** MATERIAL PROVIDED follows **
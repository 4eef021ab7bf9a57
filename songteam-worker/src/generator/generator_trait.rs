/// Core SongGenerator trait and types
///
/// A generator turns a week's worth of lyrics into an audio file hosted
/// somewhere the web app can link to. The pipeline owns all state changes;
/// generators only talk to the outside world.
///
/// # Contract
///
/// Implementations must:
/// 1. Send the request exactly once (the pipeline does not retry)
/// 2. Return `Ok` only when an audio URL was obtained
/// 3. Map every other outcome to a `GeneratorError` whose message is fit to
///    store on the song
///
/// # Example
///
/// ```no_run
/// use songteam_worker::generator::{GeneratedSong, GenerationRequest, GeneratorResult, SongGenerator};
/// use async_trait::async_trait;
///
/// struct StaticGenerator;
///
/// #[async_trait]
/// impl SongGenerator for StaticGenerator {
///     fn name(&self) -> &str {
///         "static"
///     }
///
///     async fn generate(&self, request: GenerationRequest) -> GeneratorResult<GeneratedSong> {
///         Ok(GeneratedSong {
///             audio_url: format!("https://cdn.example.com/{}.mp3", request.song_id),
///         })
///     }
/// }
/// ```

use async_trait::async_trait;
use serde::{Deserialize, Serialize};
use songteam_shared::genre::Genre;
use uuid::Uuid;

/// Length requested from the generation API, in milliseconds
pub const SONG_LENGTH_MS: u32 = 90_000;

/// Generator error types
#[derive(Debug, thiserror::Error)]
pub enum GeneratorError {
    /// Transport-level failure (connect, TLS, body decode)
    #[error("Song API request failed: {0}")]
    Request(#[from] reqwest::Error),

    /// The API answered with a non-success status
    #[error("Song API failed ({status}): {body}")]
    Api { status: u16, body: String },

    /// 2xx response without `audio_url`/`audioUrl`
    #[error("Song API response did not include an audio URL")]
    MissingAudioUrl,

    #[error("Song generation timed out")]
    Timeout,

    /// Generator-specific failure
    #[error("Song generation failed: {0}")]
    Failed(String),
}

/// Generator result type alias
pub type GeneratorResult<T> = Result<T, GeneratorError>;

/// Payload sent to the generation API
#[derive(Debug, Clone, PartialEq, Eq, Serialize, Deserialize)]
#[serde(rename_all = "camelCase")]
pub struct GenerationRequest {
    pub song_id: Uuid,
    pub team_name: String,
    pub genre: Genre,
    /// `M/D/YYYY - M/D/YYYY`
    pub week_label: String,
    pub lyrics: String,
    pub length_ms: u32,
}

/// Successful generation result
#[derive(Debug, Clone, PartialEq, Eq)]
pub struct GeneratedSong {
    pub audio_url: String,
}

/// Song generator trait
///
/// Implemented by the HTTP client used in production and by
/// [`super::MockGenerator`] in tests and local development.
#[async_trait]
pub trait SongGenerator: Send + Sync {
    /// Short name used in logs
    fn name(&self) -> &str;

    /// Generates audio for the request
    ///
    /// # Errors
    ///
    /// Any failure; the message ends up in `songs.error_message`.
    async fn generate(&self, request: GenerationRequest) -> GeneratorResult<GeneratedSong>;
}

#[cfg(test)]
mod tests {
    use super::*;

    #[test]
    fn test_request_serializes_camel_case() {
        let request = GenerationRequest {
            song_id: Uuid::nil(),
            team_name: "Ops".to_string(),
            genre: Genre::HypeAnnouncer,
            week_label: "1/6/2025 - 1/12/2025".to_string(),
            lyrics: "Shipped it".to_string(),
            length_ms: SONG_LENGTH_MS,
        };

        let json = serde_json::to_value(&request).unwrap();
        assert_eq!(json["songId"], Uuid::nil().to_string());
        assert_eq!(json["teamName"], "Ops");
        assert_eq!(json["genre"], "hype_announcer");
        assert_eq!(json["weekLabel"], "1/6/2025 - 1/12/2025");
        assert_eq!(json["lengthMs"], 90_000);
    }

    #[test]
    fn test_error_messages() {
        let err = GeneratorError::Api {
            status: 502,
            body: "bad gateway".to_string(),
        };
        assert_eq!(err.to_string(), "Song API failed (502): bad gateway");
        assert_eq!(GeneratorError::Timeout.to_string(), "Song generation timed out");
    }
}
** End of MATERIAL PROVIDED **
EXERCISE :: Proceeding from the line containing "the outside world." through the line containing "pub enum GeneratorError", transcribe the lines above exactly, both end lines included.

EXERCISE SOLUTION ::
/// generators only talk to the outside world.
///
/// # Contract
///
/// Implementations must:
/// 1. Send the request exactly once (the pipeline does not retry)
/// 2. Return `Ok` only when an audio URL was obtained
/// 3. Map every other outcome to a `GeneratorError` whose message is fit to
///    store on the song
///
/// # Example
///
/// ```no_run
/// use songteam_worker::generator::{GeneratedSong, GenerationRequest, GeneratorResult, SongGenerator};
/// use async_trait::async_trait;
///
/// struct StaticGenerator;
///
/// #[async_trait]
/// impl SongGenerator for StaticGenerator {
///     fn name(&self) -> &str {
///         "static"
///     }
///
///     async fn generate(&self, request: GenerationRequest) -> GeneratorResult<GeneratedSong> {
///         Ok(GeneratedSong {
///             audio_url: format!("https://cdn.example.com/{}.mp3", request.song_id),
///         })
///     }
/// }
/// ```

use async_trait::async_trait;
use serde::{Deserialize, Serialize};
use songteam_shared::genre::Genre;
use uuid::Uuid;

/// Length requested from the generation API, in milliseconds
pub const SONG_LENGTH_MS: u32 = 90_000;

/// Generator error types
#[derive(Debug, thiserror::Error)]
pub enum GeneratorError {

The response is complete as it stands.